Output must match the data below exactly from its first line through the line that contains "Reject any key", with no other line.

=== Data to process ===

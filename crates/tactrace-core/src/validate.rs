//! Strict decode from a generic value tree into the trace schema.
//!
//! Both encodings are first parsed into a [`serde_json::Value`] and then
//! walked here by recursive descent. For every node:
//!
//! - required fields must be present,
//! - tagged unions must carry a string `type` naming a known variant,
//! - undeclared fields are rejected (including on field-less variants),
//! - scalars are never coerced (`1` is not a string, `null` is not a list).
//!
//! The walker keeps the current [`NodePath`] so every [`ValidationError`]
//! points at the offending node. Recursion depth follows the event nesting of
//! the input; callers provision stack via [`crate::codec::CodecOptions`].

use serde_json::{Map, Value};

use crate::error::{NodePath, Segment, ValidationError, Violation};
use crate::schema::{
    Declaration, DeclarationKind, Event, Goal, Hyp, HypKind, Outcome, PrintingVariants,
    Reference, Step, StepKind, TacticKind,
};
use crate::stack;
use crate::trace::TraceFile;

type Obj = Map<String, Value>;
type R<T> = Result<T, ValidationError>;

/// Validate a whole trace document.
pub fn trace_file(v: &Value) -> R<TraceFile> {
    Walker::default().trace_file(v)
}

fn shape(v: &Value) -> &'static str {
    match v {
        Value::Null => "null",
        Value::Bool(_) => "boolean",
        Value::Number(_) => "number",
        Value::String(_) => "string",
        Value::Array(_) => "list",
        Value::Object(_) => "object",
    }
}

#[derive(Default)]
struct Walker {
    path: Vec<Segment>,
}

impl Walker {
    /* ---------------- Primitives ---------------- */

    fn fail<T>(&self, violation: Violation) -> R<T> {
        Err(ValidationError {
            path: NodePath(self.path.clone()),
            violation,
        })
    }

    fn wrong_type<T>(&self, expected: &'static str, found: &Value) -> R<T> {
        self.fail(Violation::WrongType {
            expected,
            found: shape(found),
        })
    }

    fn at<T>(&mut self, seg: Segment, f: impl FnOnce(&mut Self) -> R<T>) -> R<T> {
        self.path.push(seg);
        let out = f(self);
        self.path.pop();
        out
    }

    /// Reject any key of `map` not listed in `fields`.
    fn only(&self, map: &Obj, fields: &[&'static str]) -> R<()> {
        match map.keys().find(|k| !fields.contains(&k.as_str())) {
            Some(extra) => self.fail(Violation::UnknownField(extra.clone())),
            None => Ok(()),
        }
    }

    fn object<'v>(&self, v: &'v Value, fields: &[&'static str]) -> R<&'v Obj> {
        let Value::Object(map) = v else {
            return self.wrong_type("object", v);
        };
        self.only(map, fields)?;
        Ok(map)
    }

    /// Split a tagged value into its map and discriminator.
    fn tagged<'v>(&mut self, v: &'v Value, union: &'static str) -> R<(&'v Obj, &'v str)> {
        let Value::Object(map) = v else {
            return self.wrong_type("object", v);
        };
        match map.get("type") {
            None => self.fail(Violation::MissingTag { union }),
            Some(Value::String(tag)) => Ok((map, tag.as_str())),
            Some(other) => self.at(Segment::Field("type"), |w| w.wrong_type("string", other)),
        }
    }

    fn unknown_tag<T>(&self, union: &'static str, found: &str) -> R<T> {
        self.fail(Violation::UnknownTag {
            union,
            found: found.to_owned(),
        })
    }

    fn field<'v, T>(
        &mut self,
        map: &'v Obj,
        name: &'static str,
        f: impl FnOnce(&mut Self, &'v Value) -> R<T>,
    ) -> R<T> {
        let Some(v) = map.get(name) else {
            return self.fail(Violation::MissingField(name));
        };
        self.at(Segment::Field(name), |w| f(w, v))
    }

    fn string(&mut self, v: &Value) -> R<String> {
        match v {
            Value::String(s) => Ok(s.clone()),
            other => self.wrong_type("string", other),
        }
    }

    fn str_field(&mut self, map: &Obj, name: &'static str) -> R<String> {
        self.field(map, name, Self::string)
    }

    fn list<T>(&mut self, v: &Value, mut item: impl FnMut(&mut Self, &Value) -> R<T>) -> R<Vec<T>> {
        let Value::Array(items) = v else {
            return self.wrong_type("list", v);
        };
        let mut out = Vec::with_capacity(items.len());
        for (i, x) in items.iter().enumerate() {
            out.push(self.at(Segment::Index(i), |w| item(w, x))?);
        }
        Ok(out)
    }

    fn goals_field(&mut self, map: &Obj, name: &'static str) -> R<Vec<Goal>> {
        self.field(map, name, |w, v| w.list(v, Self::goal))
    }

    /* ---------------- Schema ---------------- */

    fn trace_file(&mut self, v: &Value) -> R<TraceFile> {
        let map = self.object(v, &["sub_filenames", "declarations"])?;
        let sub_filenames = self.field(map, "sub_filenames", |w, v| w.list(v, Self::string))?;
        let declarations = self.field(map, "declarations", |w, v| w.list(v, Self::declaration))?;
        Ok(TraceFile {
            sub_filenames,
            declarations,
        })
    }

    fn reference(&mut self, v: &Value) -> R<Reference> {
        let (map, tag) = self.tagged(v, "Reference")?;
        match tag {
            "Const" => {
                self.only(map, &["type", "path"])?;
                Ok(Reference::Const {
                    path: self.str_field(map, "path")?,
                })
            }
            "Ind" => {
                self.only(map, &["type", "path"])?;
                Ok(Reference::Ind {
                    path: self.str_field(map, "path")?,
                })
            }
            "Construct" => {
                self.only(map, &["type", "ind_path", "path"])?;
                Ok(Reference::Construct {
                    ind_path: self.str_field(map, "ind_path")?,
                    path: self.str_field(map, "path")?,
                })
            }
            other => self.unknown_tag("Reference", other),
        }
    }

    fn printing_variants(&mut self, v: &Value) -> R<PrintingVariants> {
        let map = self.object(
            v,
            &[
                "default",
                "full_path",
                "no_notations",
                "low_level",
                "default_pretty",
                "references",
            ],
        )?;
        Ok(PrintingVariants {
            default: self.str_field(map, "default")?,
            full_path: self.str_field(map, "full_path")?,
            no_notations: self.str_field(map, "no_notations")?,
            low_level: self.str_field(map, "low_level")?,
            default_pretty: self.str_field(map, "default_pretty")?,
            references: self.field(map, "references", |w, v| w.list(v, Self::reference))?,
        })
    }

    fn hyp(&mut self, v: &Value) -> R<Hyp> {
        let map = self.object(v, &["name", "type_", "kind"])?;
        Ok(Hyp {
            name: self.str_field(map, "name")?,
            ty: self.field(map, "type_", Self::printing_variants)?,
            kind: self.field(map, "kind", Self::hyp_kind)?,
        })
    }

    fn hyp_kind(&mut self, v: &Value) -> R<HypKind> {
        let (map, tag) = self.tagged(v, "HypKind")?;
        match tag {
            "Assumption" => {
                self.only(map, &["type"])?;
                Ok(HypKind::Assumption)
            }
            "Definition" => {
                self.only(map, &["type", "value"])?;
                Ok(HypKind::Definition {
                    value: self.field(map, "value", Self::printing_variants)?,
                })
            }
            other => self.unknown_tag("HypKind", other),
        }
    }

    fn goal(&mut self, v: &Value) -> R<Goal> {
        let map = self.object(v, &["hyps", "concl"])?;
        Ok(Goal {
            hyps: self.field(map, "hyps", |w, v| w.list(v, Self::hyp))?,
            concl: self.field(map, "concl", Self::printing_variants)?,
        })
    }

    fn tactic_kind(&mut self, v: &Value) -> R<TacticKind> {
        let (map, tag) = self.tagged(v, "TacticKind")?;
        let make: fn(String) -> TacticKind = match tag {
            "Primitive" => |s| TacticKind::Primitive { s },
            "Builtin" => |s| TacticKind::Builtin { s },
            "Alias" => |s| TacticKind::Alias { s },
            "ML" => |s| TacticKind::Ml { s },
            other => return self.unknown_tag("TacticKind", other),
        };
        self.only(map, &["type", "s"])?;
        Ok(make(self.str_field(map, "s")?))
    }

    fn event(&mut self, v: &Value) -> R<Event> {
        stack::guarded(|| self.event_node(v))
    }

    fn event_node(&mut self, v: &Value) -> R<Event> {
        let (map, tag) = self.tagged(v, "Event")?;
        match tag {
            "Sequence" => {
                self.only(map, &["type", "elements"])?;
                Ok(Event::Sequence {
                    elements: self.field(map, "elements", |w, v| w.list(v, Self::event))?,
                })
            }
            "Dispatch" => {
                self.only(map, &["type", "goals_before", "branches"])?;
                Ok(Event::Dispatch {
                    goals_before: self.goals_field(map, "goals_before")?,
                    branches: self.field(map, "branches", |w, v| w.list(v, Self::event))?,
                })
            }
            "Tactic" => {
                self.only(
                    map,
                    &["type", "goals_before", "goals_after", "kind", "tactic", "details"],
                )?;
                Ok(Event::Tactic {
                    goals_before: self.goals_field(map, "goals_before")?,
                    goals_after: self.goals_field(map, "goals_after")?,
                    kind: self.field(map, "kind", Self::tactic_kind)?,
                    tactic: self.field(map, "tactic", Self::printing_variants)?,
                    details: Box::new(self.field(map, "details", Self::event)?),
                })
            }
            "Message" => {
                self.only(map, &["type", "message"])?;
                Ok(Event::Message {
                    message: self.str_field(map, "message")?,
                })
            }
            other => self.unknown_tag("Event", other),
        }
    }

    fn step(&mut self, v: &Value) -> R<Step> {
        let map = self.object(v, &["goals_before", "goals_after", "kind"])?;
        Ok(Step {
            goals_before: self.goals_field(map, "goals_before")?,
            goals_after: self.goals_field(map, "goals_after")?,
            kind: self.field(map, "kind", Self::step_kind)?,
        })
    }

    fn step_kind(&mut self, v: &Value) -> R<StepKind> {
        let (map, tag) = self.tagged(v, "StepKind")?;
        match tag {
            "Tactic" => {
                self.only(map, &["type", "goal_selector", "tactic_raw", "tactic", "event"])?;
                Ok(StepKind::Tactic {
                    goal_selector: self.str_field(map, "goal_selector")?,
                    tactic_raw: self.str_field(map, "tactic_raw")?,
                    tactic: self.field(map, "tactic", Self::printing_variants)?,
                    event: self.field(map, "event", Self::event)?,
                })
            }
            "StartSubproof" => {
                self.only(map, &["type"])?;
                Ok(StepKind::StartSubproof)
            }
            "EndSubproof" => {
                self.only(map, &["type"])?;
                Ok(StepKind::EndSubproof)
            }
            "Bullet" => {
                self.only(map, &["type", "bullet"])?;
                Ok(StepKind::Bullet {
                    bullet: self.str_field(map, "bullet")?,
                })
            }
            other => self.unknown_tag("StepKind", other),
        }
    }

    fn outcome(&mut self, v: &Value) -> R<Outcome> {
        let (map, tag) = self.tagged(v, "Outcome")?;
        let outcome = match tag {
            "Admitted" => Outcome::Admitted,
            "Proved" => Outcome::Proved,
            "Exact" => Outcome::Exact,
            "Abort" => Outcome::Abort,
            "Fail" => Outcome::Fail,
            other => return self.unknown_tag("Outcome", other),
        };
        self.only(map, &["type"])?;
        Ok(outcome)
    }

    fn declaration_kind(&mut self, v: &Value) -> R<DeclarationKind> {
        let (map, tag) = self.tagged(v, "DeclarationKind")?;
        match tag {
            "Inductive" => {
                self.only(map, &["type"])?;
                Ok(DeclarationKind::Inductive)
            }
            "Constructor" => {
                self.only(map, &["type", "ind_path"])?;
                Ok(DeclarationKind::Constructor {
                    ind_path: self.str_field(map, "ind_path")?,
                })
            }
            "Assumption" => {
                self.only(map, &["type"])?;
                Ok(DeclarationKind::Assumption)
            }
            "Definition" => {
                self.only(map, &["type", "value", "equations"])?;
                Ok(DeclarationKind::Definition {
                    value: self.field(map, "value", Self::printing_variants)?,
                    equations: self
                        .field(map, "equations", |w, v| w.list(v, Self::printing_variants))?,
                })
            }
            "Interactive" => {
                self.only(map, &["type", "steps", "outcome"])?;
                Ok(DeclarationKind::Interactive {
                    steps: self.field(map, "steps", |w, v| w.list(v, Self::step))?,
                    outcome: self.field(map, "outcome", Self::outcome)?,
                })
            }
            other => self.unknown_tag("DeclarationKind", other),
        }
    }

    fn declaration(&mut self, v: &Value) -> R<Declaration> {
        let map = self.object(v, &["path", "type_", "kind"])?;
        Ok(Declaration {
            path: self.str_field(map, "path")?,
            ty: self.field(map, "type_", Self::printing_variants)?,
            kind: self.field(map, "kind", Self::declaration_kind)?,
        })
    }
}
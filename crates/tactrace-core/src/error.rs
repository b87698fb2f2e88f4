//! Error taxonomy for decoding, validating, loading and saving traces.
//!
//! Library code returns [`TraceError`]; callers that only care about the
//! category match on [`TraceError::kind`], which looks through the
//! [`TraceError::InFile`] wrapper added by the file-level loaders.

use std::fmt;
use std::path::{Path, PathBuf};

use thiserror::Error;

use crate::format::Format;

/// Convenience alias used throughout the crate.
pub type Result<T, E = TraceError> = std::result::Result<T, E>;

/// Coarse error category.
#[derive(Clone, Copy, Debug, PartialEq, Eq, Hash)]
pub enum ErrorKind {
    /// Bytes are not well-formed for the selected format.
    Decode,
    /// Well-formed input that violates the trace schema.
    Validation,
    /// A trace file (top-level or referenced) does not exist.
    NotFound,
    /// The filename cannot be mapped to a format.
    UnsupportedFormat,
    /// Any other filesystem failure.
    Io,
    /// Serialization failed on the write path.
    Encode,
}

/// Errors produced by the trace codec and loaders.
#[derive(Debug, Error)]
pub enum TraceError {
    /// Malformed bytes for `format`.
    #[error("malformed {format} input: {message}")]
    Decode {
        /// Format the bytes were decoded as.
        format: Format,
        /// Underlying parser message.
        message: String,
    },

    /// Schema violation.
    #[error(transparent)]
    Validation(#[from] ValidationError),

    /// Missing file.
    #[error("trace file not found: {}", .path.display())]
    NotFound {
        /// Path that was looked up.
        path: PathBuf,
    },

    /// Filename could not be classified.
    #[error("unsupported trace format for {}: {reason}", .path.display())]
    UnsupportedFormat {
        /// Offending path.
        path: PathBuf,
        /// Why classification failed.
        reason: &'static str,
    },

    /// Filesystem failure other than a missing file.
    #[error("i/o error on {}: {source}", .path.display())]
    Io {
        /// Path being read or written.
        path: PathBuf,
        /// Underlying error.
        #[source]
        source: std::io::Error,
    },

    /// Serialization failure.
    #[error("failed to encode {format} output: {message}")]
    Encode {
        /// Target format.
        format: Format,
        /// Underlying serializer message.
        message: String,
    },

    /// An error that occurred while processing a specific file.
    #[error("{}: {source}", .path.display())]
    InFile {
        /// File being processed.
        path: PathBuf,
        /// Underlying error.
        #[source]
        source: Box<TraceError>,
    },
}

impl TraceError {
    /// Category of this error, looking through [`TraceError::InFile`].
    #[must_use]
    pub fn kind(&self) -> ErrorKind {
        match self {
            Self::Decode { .. } => ErrorKind::Decode,
            Self::Validation(_) => ErrorKind::Validation,
            Self::NotFound { .. } => ErrorKind::NotFound,
            Self::UnsupportedFormat { .. } => ErrorKind::UnsupportedFormat,
            Self::Io { .. } => ErrorKind::Io,
            Self::Encode { .. } => ErrorKind::Encode,
            Self::InFile { source, .. } => source.kind(),
        }
    }

    /// The schema violation behind this error, if any.
    #[must_use]
    pub fn validation(&self) -> Option<&ValidationError> {
        match self {
            Self::Validation(v) => Some(v),
            Self::InFile { source, .. } => source.validation(),
            _ => None,
        }
    }

    /// Attach `path` as file context. Errors that already name a path are
    /// returned unchanged.
    #[must_use]
    pub fn in_file(self, path: &Path) -> Self {
        match self {
            Self::NotFound { .. }
            | Self::UnsupportedFormat { .. }
            | Self::Io { .. }
            | Self::InFile { .. } => self,
            other => Self::InFile {
                path: path.to_path_buf(),
                source: Box::new(other),
            },
        }
    }

    /// Map an I/O error on `path`, distinguishing missing files.
    pub(crate) fn from_io(path: &Path, source: std::io::Error) -> Self {
        if source.kind() == std::io::ErrorKind::NotFound {
            Self::NotFound {
                path: path.to_path_buf(),
            }
        } else {
            Self::Io {
                path: path.to_path_buf(),
                source,
            }
        }
    }
}

/* ---------------- Validation ---------------- */

/// One step of a [`NodePath`].
#[derive(Clone, Debug, PartialEq, Eq, Hash)]
pub enum Segment {
    /// Object field.
    Field(&'static str),
    /// List element.
    Index(usize),
}

/// Location of a node inside a trace document, rendered as
/// `$.declarations[3].kind.steps[0]`.
#[derive(Clone, Debug, Default, PartialEq, Eq, Hash)]
pub struct NodePath(pub Vec<Segment>);

impl fmt::Display for NodePath {
    fn fmt(&self, f: &mut fmt::Formatter<'_>) -> fmt::Result {
        f.write_str("$")?;
        for seg in &self.0 {
            match seg {
                Segment::Field(name) => write!(f, ".{name}")?,
                Segment::Index(i) => write!(f, "[{i}]")?,
            }
        }
        Ok(())
    }
}

/// What exactly was wrong with the node.
#[derive(Clone, Debug, PartialEq, Eq, Hash)]
pub enum Violation {
    /// A required field is absent.
    MissingField(&'static str),
    /// A field not declared by the schema is present.
    UnknownField(String),
    /// A tagged value has no `type` discriminator.
    MissingTag {
        /// Union being decoded.
        union: &'static str,
    },
    /// The discriminator names no variant of the union.
    UnknownTag {
        /// Union being decoded.
        union: &'static str,
        /// Tag found in the input.
        found: String,
    },
    /// The JSON type of the node is not the expected one.
    WrongType {
        /// Expected shape.
        expected: &'static str,
        /// Shape found.
        found: &'static str,
    },
}

impl fmt::Display for Violation {
    fn fmt(&self, f: &mut fmt::Formatter<'_>) -> fmt::Result {
        match self {
            Self::MissingField(name) => write!(f, "missing required field `{name}`"),
            Self::UnknownField(name) => write!(f, "unexpected field `{name}`"),
            Self::MissingTag { union } => write!(f, "{union} is missing its `type` tag"),
            Self::UnknownTag { union, found } => write!(f, "unknown {union} tag `{found}`"),
            Self::WrongType { expected, found } => write!(f, "expected {expected}, found {found}"),
        }
    }
}

/// A schema violation located at `path`.
#[derive(Clone, Debug, Error, PartialEq, Eq)]
#[error("invalid trace at {path}: {violation}")]
pub struct ValidationError {
    /// Where the violation was found.
    pub path: NodePath,
    /// What was wrong.
    pub violation: Violation,
}

#[cfg(test)]
mod tests {
    use super::*;

    #[test]
    fn node_path_renders_fields_and_indices() {
        let p = NodePath(vec![
            Segment::Field("declarations"),
            Segment::Index(3),
            Segment::Field("kind"),
        ]);
        assert_eq!(p.to_string(), "$.declarations[3].kind");
        assert_eq!(NodePath::default().to_string(), "$");
    }

    #[test]
    fn kind_looks_through_file_context() {
        let inner = TraceError::Validation(ValidationError {
            path: NodePath::default(),
            violation: Violation::MissingField("declarations"),
        });
        let wrapped = inner.in_file(Path::new("a.json"));
        assert_eq!(wrapped.kind(), ErrorKind::Validation);
        assert!(wrapped.validation().is_some());
        assert!(wrapped.to_string().starts_with("a.json: invalid trace at $"));
    }

    #[test]
    fn missing_file_maps_to_not_found() {
        let e = TraceError::from_io(
            Path::new("nope.json"),
            std::io::Error::from(std::io::ErrorKind::NotFound),
        );
        assert_eq!(e.kind(), ErrorKind::NotFound);
        // Already carries the path, so no extra wrapper is added.
        assert!(matches!(e.in_file(Path::new("nope.json")), TraceError::NotFound { .. }));
    }
}
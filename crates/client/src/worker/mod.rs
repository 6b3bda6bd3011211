//! Request interception layer.
//!
//! [`ShellWorker`] sits between the dashboard and the network. Installing it
//! populates a versioned cache namespace with the shell asset set; once
//! active, every GET goes to the network first and falls back to that
//! namespace only when the network fails. Steady-state handling never writes
//! to the cache.
//!
//! ```text
//! Uninstalled --install--> Installing --ok--> Installed --activate--> Active
//!      ^                        |
//!      +--------- err ----------+
//! ```

mod lifecycle;
mod store;

use std::sync::Arc;

use parking_lot::RwLock;
use topview_core::request::resolve;
use topview_core::{AppConfig, CacheEntry, Error, Method, Request};
use url::Url;

use crate::network::Network;

pub use lifecycle::{FetchOutcome, FetchSource, WorkerState};
pub use store::CacheStore;

/// The interception layer for one cache version.
pub struct ShellWorker {
    network: Arc<dyn Network>,
    store: Arc<dyn CacheStore>,
    cache_name: String,
    shell_assets: Vec<Url>,
    state: RwLock<WorkerState>,
}

impl ShellWorker {
    /// Create a worker for the given namespace and shell asset URLs.
    ///
    /// Duplicate assets are dropped, keeping the first occurrence.
    pub fn new(
        network: Arc<dyn Network>, store: Arc<dyn CacheStore>, cache_name: impl Into<String>, shell_assets: Vec<Url>,
    ) -> Self {
        let mut unique: Vec<Url> = Vec::with_capacity(shell_assets.len());
        for asset in shell_assets {
            if !unique.contains(&asset) {
                unique.push(asset);
            }
        }

        Self {
            network,
            store,
            cache_name: cache_name.into(),
            shell_assets: unique,
            state: RwLock::new(WorkerState::Uninstalled),
        }
    }

    /// Create a worker from configuration, resolving shell assets against the
    /// configured origin.
    pub fn from_config(config: &AppConfig, network: Arc<dyn Network>, store: Arc<dyn CacheStore>) -> Result<Self, Error> {
        let origin = config.origin_url().map_err(|e| Error::InvalidUrl(e.to_string()))?;
        let assets = config
            .shell_assets
            .iter()
            .map(|asset| resolve(&origin, asset).map_err(|e| Error::InvalidUrl(format!("{asset}: {e}"))))
            .collect::<Result<Vec<_>, _>>()?;

        Ok(Self::new(network, store, config.cache_name.clone(), assets))
    }

    /// Name of the cache namespace this worker installs into.
    pub fn cache_name(&self) -> &str {
        &self.cache_name
    }

    /// Shell asset URLs, de-duplicated and resolved.
    pub fn shell_assets(&self) -> &[Url] {
        &self.shell_assets
    }

    /// Current lifecycle state.
    pub fn state(&self) -> WorkerState {
        *self.state.read()
    }

    /// Handle the install event.
    ///
    /// Opens the namespace and fetches every shell asset. Entries are stored
    /// only if every asset answered with a 2xx status; otherwise nothing is
    /// written and [`Error::InstallFailure`] is returned. Re-installing an
    /// installed worker overwrites the same entries and keeps its state.
    ///
    /// A first install that fails, or whose future is dropped before it
    /// finishes, leaves the worker `Uninstalled`.
    pub async fn install(&self) -> Result<(), Error> {
        let pending = {
            let mut state = self.state.write();
            match *state {
                WorkerState::Installing => {
                    return Err(Error::InvalidTransition("install already in progress".into()));
                }
                WorkerState::Uninstalled => {
                    *state = WorkerState::Installing;
                    Some(InstallGuard::new(&self.state))
                }
                _ => None,
            }
        };

        tracing::info!(cache = %self.cache_name, assets = self.shell_assets.len(), "installing shell cache");

        match self.populate().await {
            Ok(stored) => {
                if let Some(guard) = pending {
                    guard.complete(WorkerState::Installed);
                }
                tracing::info!(cache = %self.cache_name, stored, state = self.state().as_str(), "install complete");
                Ok(())
            }
            Err(err) => {
                drop(pending);
                tracing::warn!(cache = %self.cache_name, error = %err, "install failed");
                Err(err)
            }
        }
    }

    async fn populate(&self) -> Result<usize, Error> {
        self.store.open(&self.cache_name).await?;

        let mut entries = Vec::with_capacity(self.shell_assets.len());
        for url in &self.shell_assets {
            let request = Request::from_url(Method::Get, url.clone());
            let response = self
                .network
                .send(&request)
                .await
                .map_err(|e| Error::InstallFailure(format!("{url}: {e}")))?;

            if !response.is_success() {
                return Err(Error::InstallFailure(format!("{url}: status {}", response.status)));
            }

            entries.push(CacheEntry { key_hash: request.cache_key(), method: Method::Get, url: url.to_string(), response });
        }

        let stored = entries.len();
        self.store.put_all(&self.cache_name, entries).await?;
        Ok(stored)
    }

    /// Handle the activate event: take control of all current and future
    /// requests without waiting for older instances.
    pub async fn activate(&self) -> Result<(), Error> {
        let mut state = self.state.write();
        match *state {
            WorkerState::Active => Ok(()),
            WorkerState::Installed => {
                *state = WorkerState::Active;
                tracing::info!(cache = %self.cache_name, "activated; claiming clients");
                Ok(())
            }
            other => Err(Error::InvalidTransition(format!("cannot activate while {}", other.as_str()))),
        }
    }

    /// Handle one intercepted request.
    ///
    /// Non-GET requests, and any request reaching a worker that is not yet
    /// active, go straight to the network with their result unchanged. A GET
    /// on an active worker is served from the network and falls back to the
    /// cache namespace when the network fails.
    pub async fn handle_fetch(&self, request: &Request) -> Result<FetchOutcome, Error> {
        let state = self.state();

        if !request.method.is_cacheable() || state != WorkerState::Active {
            let response = self.network.send(request).await?;
            return Ok(FetchOutcome::new(response, FetchSource::Passthrough));
        }

        let network_err = match self.network.send(request).await {
            Ok(response) => return Ok(FetchOutcome::new(response, FetchSource::Network)),
            Err(err) => err,
        };

        tracing::warn!(url = %request.url, error = %network_err, "network failed; trying shell cache");

        match self.store.lookup(&self.cache_name, &request.cache_key()).await? {
            Some(response) => {
                tracing::debug!(url = %request.url, "shell cache hit");
                Ok(FetchOutcome::new(response, FetchSource::Cache))
            }
            None => Err(Error::NetworkUnavailable(format!("{} {}: {network_err}", request.method, request.url))),
        }
    }
}

/// Rolls an in-flight first install back to `Uninstalled` unless completed.
struct InstallGuard<'a> {
    state: &'a RwLock<WorkerState>,
    armed: bool,
}

impl<'a> InstallGuard<'a> {
    fn new(state: &'a RwLock<WorkerState>) -> Self {
        Self { state, armed: true }
    }

    fn complete(mut self, next: WorkerState) {
        *self.state.write() = next;
        self.armed = false;
    }
}

impl Drop for InstallGuard<'_> {
    fn drop(&mut self) {
        if self.armed {
            *self.state.write() = WorkerState::Uninstalled;
        }
    }
}
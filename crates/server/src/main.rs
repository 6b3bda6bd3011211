//! topview-shell entry point.
//!
//! Boots the shell worker (install with retry, then activate) and only then
//! serves MCP on stdio, so no request is handled before activation.
//! Logging goes to stderr to avoid interfering with the JSON-RPC protocol on stdout.

use std::sync::Arc;

use anyhow::Result;
use rmcp::service::serve_server;
use rmcp::transport::io::stdio;
use topview_client::{HttpNetwork, NetworkConfig, ShellWorker};
use topview_core::{AppConfig, CacheDb};
use tracing_subscriber::EnvFilter;

mod boot;
mod handler;
#[cfg(test)]
mod test_support;
mod tools;

#[tokio::main]
async fn main() -> Result<()> {
    tracing_subscriber::fmt()
        .with_env_filter(EnvFilter::from_default_env())
        .with_writer(std::io::stderr)
        .json()
        .init();

    let config = AppConfig::load()?;
    let origin = config.origin_url()?;

    tracing::info!(cache = %config.cache_name, origin = %origin, db = %config.db_path.display(), "Starting topview-shell");

    let cache = CacheDb::open(&config.db_path).await?;
    let network = HttpNetwork::new(NetworkConfig::from(&config))?;
    let worker = Arc::new(ShellWorker::from_config(&config, Arc::new(network), Arc::new(cache.clone()))?);

    boot::boot(&worker, &config).await?;

    tracing::info!("Shell worker active; serving MCP on stdio transport");

    let handler = handler::ShellServer::new(worker, cache, origin);
    let server = serve_server(handler, stdio()).await?;

    server.waiting().await?;

    Ok(())
}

===

• [Result]
filename crates/tactrace-core/src/validate.rs
//! Strict decode from a generic value tree into the trace schema.
//!
//! Both encodings are first parsed into a [`serde_json::Value`] and then
//! walked here by recursive descent. For every node:
//!
//! - required fields must be present,
//! - tagged unions must carry a string `type` naming a known variant,
//! - undeclared fields are rejected (including on field-less variants),
//! - scalars are never coerced (`1` is not a string, `null` is not a list).
//!
//! The walker keeps the current [`NodePath`] so every [`ValidationError`]
//! points at the offending node. Recursion depth follows the event nesting of
//! the input; callers provision stack via [`crate::codec::CodecOptions`].

use serde_json::{Map, Value};

use crate::error::{NodePath, Segment, ValidationError, Violation};
use crate::schema::{
    Declaration, DeclarationKind, Event, Goal, Hyp, HypKind, Outcome, PrintingVariants,
    Reference, Step, StepKind, TacticKind,
};
use crate::stack;
use crate::trace::TraceFile;

type Obj = Map<String, Value>;
type R<T> = Result<T, ValidationError>;

/// Validate a whole trace document.
pub fn trace_file(v: &Value) -> R<TraceFile> {
    Walker::default().trace_file(v)
}

fn shape(v: &Value) -> &'static str {
    match v {
        Value::Null => "null",
        Value::Bool(_) => "boolean",
        Value::Number(_) => "number",
        Value::String(_) => "string",
        Value::Array(_) => "list",
        Value::Object(_) => "object",
    }
}

#[derive(Default)]
struct Walker {
    path: Vec<Segment>,
}

impl Walker {
    /* ---------------- Primitives ---------------- */

    fn fail<T>(&self, violation: Violation) -> R<T> {
        Err(ValidationError {
            path: NodePath(self.path.clone()),
            violation,
        })
    }

    fn wrong_type<T>(&self, expected: &'static str, found: &Value) -> R<T> {
        self.fail(Violation::WrongType {
            expected,
            found: shape(found),
        })
    }

    fn at<T>(&mut self, seg: Segment, f: impl FnOnce(&mut Self) -> R<T>) -> R<T> {
        self.path.push(seg);
        let out = f(self);
        self.path.pop();
        out
    }

    /// Reject any key of `map` not listed in `fields`.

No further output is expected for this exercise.